Multiple sessions were held on a wide range of topics, where notable speakers shared a plethora of insights, views, ideologies, methodologies, scripts, etc. dating back to the roots of the Indic civilization, foresights on the advancement in Indic studies, and so on.
Speaking about Sanskrit Buddhism, Professor Robert Thurman, Department of Religion, Columbia University said, “Karma theory as elaborated by Buddha, is to have been a kind of biological theory explaining the variety of living forms and living beings, a kind of an ancient Indian Darwin's theory, one that is for the individual, not only for the species, but for the individual, their individual life and real life, life and death and rebirth.”

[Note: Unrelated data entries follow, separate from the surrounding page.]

use std::fmt::Display;
use std::fmt::Formatter;

use enumset::EnumSetType;
use serde::Deserialize;
use serde::Serialize;

use super::RoomId;
use super::SubjectId;
use super::TutorId;

#[derive(Debug, Hash, PartialOrd, Ord, EnumSetType, Serialize, Deserialize)]
#[serde(rename_all = "lowercase")]
pub enum LessonKind {
    Lecture,
    Seminar,
    Lab,
}

impl LessonKind {
    pub const ALL: [LessonKind; 3] = [LessonKind::Lecture, LessonKind::Seminar, LessonKind::Lab];

    pub fn index(self) -> usize {
        self as usize
    }

    pub fn from_index(index: usize) -> Option<LessonKind> {
        LessonKind::ALL.get(index).copied()
    }

    pub fn name(self) -> &'static str {
        match self {
            LessonKind::Lecture => "lecture",
            LessonKind::Seminar => "seminar",
            LessonKind::Lab => "lab",
        }
    }
}

impl Display for LessonKind {
    fn fmt(&self, f: &mut Formatter<'_>) -> std::fmt::Result {
        f.write_str(self.name())
    }
}

/// Whether a lesson takes place every week or only on odd (numerator) or even (denominator)
/// weeks.
#[derive(Clone, Copy, Debug, PartialEq, Eq, Hash, Serialize, Deserialize)]
#[serde(rename_all = "lowercase")]
pub enum Parity {
    Whole,
    Numerator,
    Denominator,
}

/// The content of one lesson position.
#[derive(Clone, Copy, Debug, PartialEq, Eq, Hash)]
pub enum Lesson {
    Blank,
    Filled {
        subject: SubjectId,
        kind: LessonKind,
        /// `None` when the lesson has no tutor assigned.
        tutor: Option<TutorId>,
        room: RoomId,
    },
}

impl Lesson {
    pub fn is_blank(&self) -> bool {
        matches!(self, Lesson::Blank)
    }

    pub fn is_filled(&self) -> bool {
        !self.is_blank()
    }

    pub fn is_lecture(&self) -> bool {
        matches!(
            self,
            Lesson::Filled {
                kind: LessonKind::Lecture,
                ..
            }
        )
    }
}

/// The content of one (group, day, slot) cell: a lesson held every week, or a pair of lessons
/// alternating between numerator and denominator weeks.
#[derive(Clone, Copy, Debug, PartialEq, Eq, Hash)]
pub enum SlotItem {
    Single(Lesson),
    Pair {
        numerator: Lesson,
        denominator: Lesson,
    },
}

impl SlotItem {
    pub const BLANK: SlotItem = SlotItem::Single(Lesson::Blank);

    pub fn is_single(&self) -> bool {
        matches!(self, SlotItem::Single(_))
    }

    pub fn is_pair(&self) -> bool {
        matches!(self, SlotItem::Pair { .. })
    }

    /// Whether nothing is scheduled in this cell, regardless of its shape.
    pub fn is_blank(&self) -> bool {
        self.lessons().all(|(_, lesson)| lesson.is_blank())
    }

    /// The lesson positions of this item together with the weeks they apply to.
    pub fn lessons(&self) -> impl Iterator<Item = (Parity, Lesson)> {
        let lessons = match *self {
            SlotItem::Single(lesson) => [Some((Parity::Whole, lesson)), None],
            SlotItem::Pair {
                numerator,
                denominator,
            } => [
                Some((Parity::Numerator, numerator)),
                Some((Parity::Denominator, denominator)),
            ],
        };

        lessons.into_iter().flatten()
    }
}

Professor Lavanya Vemsani, Shawnee State University spoke about how respect for water bodies, trees and other animals is embedded in texts and lifestyles and is also represented in inscriptions, but not incorporated into history. Values that represent India must be a part of Indian history and its evolution.

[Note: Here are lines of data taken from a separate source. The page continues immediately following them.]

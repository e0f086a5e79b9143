use std::fmt::Display;
use std::fmt::Formatter;

use serde::Deserialize;
use serde::Serialize;

macro_rules! entity_id {
    ($(#[$attr:meta])* $name:ident, $prefix:literal) => {
        $(#[$attr])*
        #[derive(Clone, Copy, Debug, PartialEq, Eq, PartialOrd, Ord, Hash, Serialize, Deserialize)]
        #[serde(transparent)]
        pub struct $name(pub u32);

        impl Display for $name {
            fn fmt(&self, f: &mut Formatter<'_>) -> std::fmt::Result {
                write!(f, concat!($prefix, "{}"), self.0)
            }
        }
    };
}

entity_id!(
    /// A study group; every group receives its own timetable.
    GroupId,
    "G"
);
entity_id!(
    /// A classroom.
    RoomId,
    "R"
);
entity_id!(
    /// A tutor who may teach some (subject, kind) combinations.
    TutorId,
    "T"
);
entity_id!(
    /// A subject of the curriculum.
    SubjectId,
    "S"
);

While speaking about ‘Darshan’, Professor Chris Chapple, Loyola Marymount University said that to take Darshan from or with a vowed Jain monastic can be a very transfixing, transforming and transportational experience. Professor Jeffery D Long, Elizabethtown College believes that there is something we can learn from everyone, and to simply dismiss an entire world view or a belief system is mistaken, because we might be dismissing what might be valuable knowledge, this is a more non-violent approach to otherness and difference.
In another session, Professor Frederick M Smith, University of Iowa spoke about the knowledge of forests and villages in Vedic ritual and bringing together the forces of the Grama along with the forces of Aranya. The conference was very well-received and hosted notable speakers such as Professor Robert Thurman, Columbia University; Professor Deven Patel, University of Pennsylvania; Professor Frederick M. Smith, University of Iowa; Professor KTS Sarao, Delhi University; Professor Vinod Vidwans, FLAME University; Professor Bharat Gupt, IGNCA; Professor Balaganapathi Devarakonda, Delhi University; Professor Lavanya Vemsani, Shawnee State University; Professor Chris Chapple, Loyola Marymount University and Professor Jeffery D Long, Elizabethtown College.